Students and their parents certainly wouldn't choose the current broken system, but the lenders
reaping billions of dollars in profits would choose to keep it, and so would the under-assistant
deans earning a cool $200K+ for "administering" some embedded process that has effectively nothing
to do with actual learning.
The academic ronin a.k.a. adjuncts earning $35,000 a year (with little in the way of benefits or
security) for doing much of the actual teaching wouldn't choose the current broken system, either.
Now that the embedded processes are generating profits and wages, everyone benefiting from these
processes will fight to the death to retain and expand them, even if they threaten the system with
financial collapse and harm the people who the system was intended to serve.
How many student loan lenders and assistant deans resign in disgust at the parasitic system that
higher education has become?
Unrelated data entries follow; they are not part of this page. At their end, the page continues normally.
use std::{io, num::NonZero};

use balanced_groups::{
    dataset::TrainingDir,
    features::RawF32Extractor,
    kmeans::{compute_assignments, Clusterer, KMeansClusterer},
    partition::{greedy_assign, group_count},
};
use clap::Args;
use histogram::Histogram;

use crate::{config_args::ConfigArgs, ui::progress_spinner};

#[derive(Args)]
pub struct CentroidsArgs {
    #[command(flatten)]
    config: ConfigArgs,

    /// Maximum number of classes in each group.
    #[arg(short, long)]
    max_group_size: NonZero<usize>,
}

pub fn centroids(args: CentroidsArgs) -> io::Result<()> {
    let config = args.config.load()?;
    let train = TrainingDir::open(args.config.root())?;

    let spinner = progress_spinner("extracting class features");
    let features = train.extract_features(&RawF32Extractor, &config.sample_options())?;
    spinner.finish_with_message(format!("extracted features for {} classes", features.len()));

    let k = group_count(features.len(), args.max_group_size);
    let clusterer = KMeansClusterer::new(config.kmeans.clone());
    let centroids = clusterer.cluster(features.vectors(), k, config.driver.seed)?;

    // Unconstrained k-means cluster sizes, to compare against the bounded groups.
    let assignments = compute_assignments(features.vectors(), &centroids);
    let centroid_counts = assignments.iter().fold(vec![0usize; k], |mut counts, (c, _)| {
        counts[*c] += 1;
        counts
    });
    let partition = greedy_assign(features.vectors(), &centroids, args.max_group_size.get())?;

    let mut histogram = Histogram::new(2, 20).map_err(io::Error::other)?;
    for c in centroid_counts.iter() {
        histogram.add(*c as u64, 1).map_err(io::Error::other)?;
    }
    println!("k-means cluster sizes:");
    for bucket in histogram.into_iter().filter(|b| b.count() > 0) {
        println!(
            "[{:5}..{:5}] {:4}",
            bucket.start(),
            bucket.end(),
            bucket.count()
        );
    }

    for (i, (count, group)) in centroid_counts.iter().zip(partition.iter()).enumerate() {
        let labels = group
            .iter()
            .map(|id| features.label(id))
            .collect::<Vec<_>>()
            .join(" ");
        println!("centroid {i:4} nearest {count:5} assigned {:5}: {labels}", group.len());
    }

    let total_dist = assignments.iter().map(|(_, d)| *d).sum::<f64>();
    println!(
        "centroids {:5} classes {:7} min {:5} max {:5} total dist {:8.3} avg dist {:8.6}",
        centroid_counts.len(),
        features.len(),
        centroid_counts.iter().copied().min().unwrap_or(0),
        centroid_counts.iter().copied().max().unwrap_or(0),
        total_dist,
        total_dist / features.len() as f64
    );

    Ok(())
}
//! Per-class feature vectors and the extraction interface that produces them.

use std::{collections::HashSet, fs, path::Path};

use tracing::debug;

use crate::{
    input::{sanitize_nan, VecVectorStore, VectorStore},
    Error, Result,
};

/// Produces a fixed length feature vector for a single input sample, e.g. the output layer of a
/// vision model applied to one image.
pub trait FeatureExtractor: Send + Sync {
    /// Extract features for the sample at `input`.
    fn extract(&self, input: &Path) -> Result<Vec<f32>>;
}

/// Reads features that were produced ahead of time and stored as little-endian f32 values
/// written end-to-end, the same layout numpy uses for a flat `float32` array.
#[derive(Debug, Default, Clone, Copy)]
pub struct RawF32Extractor;

impl FeatureExtractor for RawF32Extractor {
    fn extract(&self, input: &Path) -> Result<Vec<f32>> {
        let bytes = fs::read(input)?;
        if bytes.len() % std::mem::size_of::<f32>() != 0 {
            return Err(Error::input(format!(
                "{} is not a whole number of f32 values ({} bytes)",
                input.display(),
                bytes.len()
            )));
        }
        Ok(bytes
            .chunks_exact(std::mem::size_of::<f32>())
            .map(|c| f32::from_le_bytes(c.try_into().expect("4 byte chunk")))
            .collect())
    }
}

/// Compute the mean feature vector over `inputs`.
///
/// Every sample is NaN sanitized and must have exactly `dimensions` components; a misshapen
/// sample aborts the whole computation.
pub fn average_features<'a, E, I>(extractor: &E, inputs: I, dimensions: usize) -> Result<Vec<f32>>
where
    E: FeatureExtractor + ?Sized,
    I: IntoIterator<Item = &'a Path>,
{
    let mut sum = vec![0.0f64; dimensions];
    let mut count = 0usize;
    for input in inputs {
        let mut features = extractor.extract(input)?;
        if features.len() != dimensions {
            return Err(Error::shape(
                format!("features for {}", input.display()),
                dimensions,
                features.len(),
            ));
        }
        let replaced = sanitize_nan(&mut features);
        if replaced > 0 {
            debug!(input = %input.display(), replaced, "replaced NaN feature values");
        }
        for (s, f) in sum.iter_mut().zip(features.iter()) {
            *s += *f as f64;
        }
        count += 1;
    }

    if count == 0 {
        return Err(Error::input("cannot average features over zero samples"));
    }
    Ok(sum.into_iter().map(|s| (s / count as f64) as f32).collect())
}

/// An immutable set of labeled feature vectors, one per class.
///
/// The identifier of each vector is its index in the set.
#[derive(Debug, Clone, PartialEq)]
pub struct FeatureSet {
    labels: Vec<String>,
    vectors: VecVectorStore<f32>,
}

impl FeatureSet {
    /// Build a feature set from `(label, vector)` pairs, preserving their order.
    ///
    /// NaN components are replaced with 0.0. Fails if any vector does not have `dimensions`
    /// components or if a label appears more than once.
    pub fn new<L, I>(dimensions: usize, entries: I) -> Result<Self>
    where
        L: Into<String>,
        I: IntoIterator<Item = (L, Vec<f32>)>,
    {
        if dimensions == 0 {
            return Err(Error::input("feature dimensions must be > 0"));
        }
        let mut labels = Vec::new();
        let mut seen = HashSet::new();
        let mut vectors = VecVectorStore::<f32>::new(dimensions);
        for (label, mut vector) in entries {
            let label = label.into();
            if vector.len() != dimensions {
                return Err(Error::shape(
                    format!("class {label}"),
                    dimensions,
                    vector.len(),
                ));
            }
            if !seen.insert(label.clone()) {
                return Err(Error::input(format!("duplicate class label {label}")));
            }
            sanitize_nan(&mut vector);
            vectors.push(&vector);
            labels.push(label);
        }
        Ok(Self { labels, vectors })
    }

    /// Number of dimensions in each vector.
    pub fn dimensions(&self) -> usize {
        self.vectors.elem_stride()
    }

    pub fn len(&self) -> usize {
        self.labels.len()
    }

    pub fn is_empty(&self) -> bool {
        self.labels.is_empty()
    }

    /// Class labels in identifier order.
    pub fn labels(&self) -> &[String] {
        &self.labels
    }

    /// Label for the vector with identifier `id`.
    pub fn label(&self, id: usize) -> &str {
        &self.labels[id]
    }

    pub fn vectors(&self) -> &VecVectorStore<f32> {
        &self.vectors
    }
}
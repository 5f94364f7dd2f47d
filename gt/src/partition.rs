use std::io;

use balanced_groups::{
    dataset::TrainingDir,
    driver::{OnError, PartitionDriver},
    features::RawF32Extractor,
    kmeans::KMeansClusterer,
    output::GroupingsWriter,
};
use clap::Args;
use tracing::error;

use crate::{
    config_args::ConfigArgs,
    ui::{progress_bar, progress_spinner},
};

#[derive(Args)]
pub struct PartitionArgs {
    #[command(flatten)]
    config: ConfigArgs,

    /// Smallest maximum group size to try. Defaults to 2.
    #[arg(long)]
    min_size: Option<usize>,
    /// Exclusive upper bound on the maximum group sizes to try. Defaults to the class count.
    #[arg(long)]
    max_size: Option<usize>,
    /// Keep going with the next group size if one fails.
    #[arg(long, default_value_t = false)]
    continue_on_error: bool,
    /// Partition different group sizes concurrently.
    #[arg(long, default_value_t = false)]
    parallel: bool,
}

pub fn partition(args: PartitionArgs) -> io::Result<()> {
    let mut config = args.config.load()?;
    if args.min_size.is_some() {
        config.driver.sizes.min = args.min_size;
    }
    if args.max_size.is_some() {
        config.driver.sizes.max = args.max_size;
    }
    if args.continue_on_error {
        config.driver.on_error = OnError::Continue;
    }
    if args.parallel {
        config.driver.parallel = true;
    }

    // Fail before doing any work if the training directory is absent.
    let train = TrainingDir::open(args.config.root())?;

    let spinner = progress_spinner("extracting class features");
    let features = train.extract_features(&RawF32Extractor, &config.sample_options())?;
    spinner.finish_with_message(format!("extracted features for {} classes", features.len()));

    let clusterer = KMeansClusterer::new(config.kmeans.clone());
    let driver = PartitionDriver::new(config.driver.clone(), &clusterer);
    let sizes = driver.sizes(&features)?;
    let writer = GroupingsWriter::create(train.root())?;

    let progress = progress_bar(sizes.len(), "partitioning");
    let report = driver.run(&features, &writer, |n| progress.inc(n))?;
    progress.finish_using_style();

    for (size, e) in report.failed.iter() {
        error!(size, "no groupings written: {e}");
    }
    println!(
        "Wrote {} groupings to {}",
        report.written.len(),
        writer.dir().display()
    );
    if report.failed.is_empty() {
        Ok(())
    } else {
        Err(io::Error::other(format!(
            "{} group sizes failed",
            report.failed.len()
        )))
    }
}
use crate::error::{Error, Result};
use crate::state_key::StateKey;
use itertools::Itertools;
use ndarray::prelude::*;
use std::{fmt, ops::Deref};

pub const BOARD_ROWS: usize = 3;
pub const BOARD_COLS: usize = 3;

const EMPTY: i8 = 0;
const WIN_SUM: i8 = BOARD_COLS as i8;

/// Player identity. The numeric value is what gets written into the board.
#[derive(Clone, Copy, Debug, Eq, PartialEq, Hash)]
pub enum Mark {
    Cross = 1,
    Nought = -1,
}

/// `(row, column)` of an empty cell.
pub type Move = (usize, usize);

#[derive(Clone, Copy, Debug, Eq, PartialEq)]
pub enum GameStatus {
    InProgress,
    Win(Mark),
    Draw,
}

/// A complete line of the grid, in the order the rule checker scans them.
#[derive(Clone, Copy, Debug, Eq, PartialEq)]
pub enum Line {
    Row(usize),
    Column(usize),
    Diagonal,
    AntiDiagonal,
}

#[derive(Clone, Debug, Eq, PartialEq)]
pub struct Board {
    cells: Array2<i8>,
}

impl Mark {
    pub fn other(self) -> Self {
        match self {
            Self::Cross => Mark::Nought,
            Self::Nought => Mark::Cross,
        }
    }
    pub fn value(self) -> i8 {
        self as i8
    }
    pub fn from_value(value: i8) -> Option<Self> {
        match value {
            1 => Some(Mark::Cross),
            -1 => Some(Mark::Nought),
            _ => None,
        }
    }
    pub fn as_char(self) -> char {
        match self {
            Self::Cross => 'X',
            Self::Nought => 'O',
        }
    }
}

impl fmt::Display for Mark {
    fn fmt(&self, f: &mut fmt::Formatter) -> fmt::Result {
        write!(f, "{}", self.as_char())
    }
}

impl GameStatus {
    pub fn is_over(self) -> bool {
        self != GameStatus::InProgress
    }
}

impl Deref for Board {
    type Target = Array2<i8>;
    fn deref(&self) -> &Self::Target {
        &self.cells
    }
}

impl Default for Board {
    fn default() -> Self {
        Self::new()
    }
}

impl fmt::Display for Board {
    fn fmt(&self, f: &mut fmt::Formatter) -> fmt::Result {
        for row in self.cells.rows() {
            writeln!(f, "{}", row.iter().map(|&cell| cell_char(cell)).join(" "))?;
        }
        Ok(())
    }
}

fn cell_char(cell: i8) -> char {
    Mark::from_value(cell).map_or('-', Mark::as_char)
}

impl Board {
    pub fn new() -> Self {
        Board {
            cells: Array2::from_elem((BOARD_ROWS, BOARD_COLS), EMPTY),
        }
    }

    pub fn from_rows(rows: [[i8; BOARD_COLS]; BOARD_ROWS]) -> Result<Self> {
        Self::from_array(arr2(&rows))
    }

    /// Rejects arrays of the wrong shape or with a cell outside `{0, 1, -1}`.
    pub fn from_array(cells: Array2<i8>) -> Result<Self> {
        if cells.dim() != (BOARD_ROWS, BOARD_COLS) {
            return Err(Error::configuration(format!(
                "board must be {BOARD_ROWS}x{BOARD_COLS}, got {}x{}",
                cells.nrows(),
                cells.ncols()
            )));
        }
        if let Some(((row, col), value)) = cells
            .indexed_iter()
            .find(|(_, &value)| value != EMPTY && Mark::from_value(value).is_none())
        {
            return Err(Error::configuration(format!(
                "cell ({row}, {col}) holds {value}, expected one of 0, 1, -1"
            )));
        }
        Ok(Board { cells })
    }

    /// Cell values in row-major order.
    pub fn cells(&self) -> impl Iterator<Item = i8> + '_ {
        self.cells.iter().copied()
    }

    pub fn is_empty_cell(&self, mv: Move) -> bool {
        self.cells.get(mv).is_some_and(|&value| value == EMPTY)
    }

    /// Empty cells in row-major order.
    pub fn available_moves(&self) -> Vec<Move> {
        self.cells
            .indexed_iter()
            .filter(|(_, &value)| value == EMPTY)
            .map(|(index, _)| index)
            .collect()
    }

    pub fn is_full(&self) -> bool {
        self.cells.iter().all(|&value| value != EMPTY)
    }

    pub fn place(&mut self, mv: Move, mark: Mark) -> Result<()> {
        match self.cells.get_mut(mv) {
            None => Err(Error::invalid_state(format!(
                "move {mv:?} is outside the {BOARD_ROWS}x{BOARD_COLS} board"
            ))),
            Some(cell) if *cell != EMPTY => Err(Error::invalid_state(format!(
                "cell {mv:?} is already taken by {}",
                cell_char(*cell)
            ))),
            Some(cell) => {
                *cell = mark.value();
                Ok(())
            }
        }
    }

    /// The board that results from `mark` playing `mv`; `self` is left untouched.
    pub fn with_move(&self, mv: Move, mark: Mark) -> Result<Board> {
        let mut next = self.clone();
        next.place(mv, mark)?;
        Ok(next)
    }

    pub fn reset(&mut self) {
        self.cells.fill(EMPTY);
    }

    pub fn state_key(&self) -> StateKey {
        StateKey::encode(self)
    }

    fn line_sums(&self) -> impl Iterator<Item = (Line, i8)> + '_ {
        let rows = self
            .cells
            .rows()
            .into_iter()
            .enumerate()
            .map(|(i, row)| (Line::Row(i), row.sum()));
        let columns = self
            .cells
            .columns()
            .into_iter()
            .enumerate()
            .map(|(i, column)| (Line::Column(i), column.sum()));
        let diagonal = (Line::Diagonal, self.cells.diag().sum());
        let anti_diagonal = (
            Line::AntiDiagonal,
            (0..BOARD_ROWS)
                .map(|i| self.cells[[i, BOARD_COLS - 1 - i]])
                .sum::<i8>(),
        );
        rows.chain(columns).chain([diagonal, anti_diagonal])
    }

    pub fn winning_lines(&self, mark: Mark) -> Vec<Line> {
        let target = mark.value() * WIN_SUM;
        self.line_sums()
            .filter(|&(_, sum)| sum == target)
            .map(|(line, _)| line)
            .collect()
    }

    /// Terminal status of the board.
    ///
    /// Lines are scanned rows first, then columns, then the main diagonal and
    /// the anti-diagonal; the first complete line decides the winner. Both
    /// sides owning a complete line cannot happen with alternating moves.
    pub fn status(&self) -> GameStatus {
        let winner = self.line_sums().find_map(|(_, sum)| match sum {
            WIN_SUM => Some(Mark::Cross),
            s if s == -WIN_SUM => Some(Mark::Nought),
            _ => None,
        });
        match winner {
            Some(mark) => {
                debug_assert!(
                    self.winning_lines(mark.other()).is_empty(),
                    "both players own a complete line:\n{self}"
                );
                GameStatus::Win(mark)
            }
            None if self.is_full() => GameStatus::Draw,
            None => GameStatus::InProgress,
        }
    }
}

#[cfg(test)]
mod tests {
    use super::*;

    #[test]
    fn new_board_is_empty_and_in_progress() {
        let board = Board::new();
        assert_eq!(board.available_moves().len(), 9);
        assert_eq!(board.available_moves()[0], (0, 0));
        assert_eq!(board.available_moves()[8], (2, 2));
        assert_eq!(board.status(), GameStatus::InProgress);
    }

    #[test]
    fn row_of_crosses_wins() {
        let board = Board::from_rows([[1, 1, 1], [-1, -1, 0], [0, 0, 0]]).unwrap();
        assert_eq!(board.status(), GameStatus::Win(Mark::Cross));
        assert_eq!(board.winning_lines(Mark::Cross), vec![Line::Row(0)]);
    }

    #[test]
    fn column_of_noughts_wins() {
        let board = Board::from_rows([[1, -1, 1], [0, -1, 1], [0, -1, 0]]).unwrap();
        assert_eq!(board.status(), GameStatus::Win(Mark::Nought));
        assert_eq!(board.winning_lines(Mark::Nought), vec![Line::Column(1)]);
    }

    #[test]
    fn each_diagonal_is_checked_on_its_own() {
        let main = Board::from_rows([[-1, 1, 1], [0, -1, 1], [0, 0, -1]]).unwrap();
        assert_eq!(main.status(), GameStatus::Win(Mark::Nought));
        let anti = Board::from_rows([[-1, -1, 1], [0, 1, 0], [1, 0, -1]]).unwrap();
        assert_eq!(anti.status(), GameStatus::Win(Mark::Cross));
        // Main diagonal sums to +1, anti-diagonal to -3.
        let mixed = Board::from_rows([[1, 1, -1], [1, -1, 0], [-1, 0, 1]]).unwrap();
        assert_eq!(mixed.status(), GameStatus::Win(Mark::Nought));
        assert_eq!(mixed.winning_lines(Mark::Nought), vec![Line::AntiDiagonal]);
    }

    #[test]
    fn full_board_without_line_is_draw() {
        let board = Board::from_rows([[1, -1, 1], [1, -1, -1], [-1, 1, 1]]).unwrap();
        assert_eq!(board.status(), GameStatus::Draw);
    }

    #[test]
    fn partial_board_without_line_is_in_progress() {
        let board = Board::from_rows([[1, -1, 0], [0, 1, 0], [0, 0, -1]]).unwrap();
        assert_eq!(board.status(), GameStatus::InProgress);
        assert!(!board.status().is_over());
    }

    #[test]
    fn place_rejects_taken_and_outside_cells() {
        let mut board = Board::new();
        board.place((1, 1), Mark::Cross).unwrap();
        assert!(matches!(
            board.place((1, 1), Mark::Nought),
            Err(Error::InvalidState { .. })
        ));
        assert!(matches!(
            board.place((3, 0), Mark::Nought),
            Err(Error::InvalidState { .. })
        ));
        assert_eq!(board[[1, 1]], 1);
        assert!(!board.available_moves().contains(&(1, 1)));
    }

    #[test]
    fn with_move_leaves_original_untouched() {
        let board = Board::new();
        let next = board.with_move((0, 2), Mark::Nought).unwrap();
        assert_eq!(next[[0, 2]], -1);
        assert!(board.is_empty_cell((0, 2)));
    }

    #[test]
    fn malformed_boards_are_rejected() {
        assert!(matches!(
            Board::from_array(Array2::zeros((3, 4))),
            Err(Error::Configuration { .. })
        ));
        assert!(matches!(
            Board::from_array(Array2::zeros((0, 0))),
            Err(Error::Configuration { .. })
        ));
        assert!(matches!(
            Board::from_rows([[0, 2, 0], [0, 0, 0], [0, 0, 0]]),
            Err(Error::Configuration { .. })
        ));
    }

    #[test]
    fn reset_clears_marks() {
        let mut board = Board::from_rows([[1, -1, 1], [0, 0, 0], [0, 0, 0]]).unwrap();
        board.reset();
        assert_eq!(board, Board::new());
    }

    #[test]
    fn display_draws_marks() {
        let board = Board::from_rows([[1, 0, -1], [0, 0, 0], [0, 0, 0]]).unwrap();
        assert_eq!(board.to_string(), "X - O\n- - -\n- - -\n");
    }

    #[test]
    fn marks_flip() {
        assert_eq!(Mark::Cross.other(), Mark::Nought);
        assert_eq!(Mark::Nought.value(), -1);
        assert_eq!(Mark::from_value(1), Some(Mark::Cross));
        assert_eq!(Mark::from_value(0), None);
    }
}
The number of insiders who refuse to participate any longer is signal
noise, while the number who plod along, either denying their complicity in a parasitic system of
debt servitude and largely worthless diplomas (i.e. the system is failing the students it is
supposedly educating at enormous expense) or rationalizing it is legion.
If I was raking in $200,000 annually from a system I knew was parasitic and counter-productive,
I would find reasons to keep my head down and just "do my job," too.
At some point, the embedded processes become so odious and burdensome that those actually
providing the services start bailing out of the broken system. We're seeing this in the number
of doctors and nurses who retire early or simply quit to do something less stressful and more
rewarding.
These embedded processes strip away autonomy, equating compliance with effectiveness even as the
processes become increasingly counter-productive and wasteful. The typical mortgage documents
package is now a half-inch thick, a stack of legal disclaimers and stipulations that no home
buyer actually understands (unless they happen to be a real estate attorney).
How much value is actually added by these ever-expanding embedded processes?
By the time the teacher, professor or doctor complies with the curriculum / "standards of care",
there's little room left for actually doing their job. But behind the scenes, armies of well-paid
administrators will fight to the death to keep the processes as they are, no matter how destructive
to the system as a whole.
This is how systems and the nations that depend on them fail. Meds skyrocket in price, student
loans top $1 trillion, F-35 fighter aircraft are double the initial cost estimates and so on,
and the insider solutions are always the same: just borrow another trillion to keep the broken
system afloat for another quarter.
Yet it still comes as a great surprise to everyone when doing more of what's failed
spectacularly ends up collapsing the whole rotten structure.
Consider a spacecraft as a metaphor for a system which is designed not to fail but that can
fail anyway. There are two basic
ways the spacecraft can fail: a single essential component can fail, or a single failure can trigger
a domino-like cascade which leads to the entire craft failing.
If the craft's single oxygen tank ruptures, the crew dies. 99% of the spacecraft is still working
perfectly, but the system failed in its primary purpose: keeping the crew alive.
If an electrical failure causes a cascade of subsystem failures, you end up with the same result:
a powerless craft and a dead crew.
But 99% of the system is working just fine is little solace to the expired crew.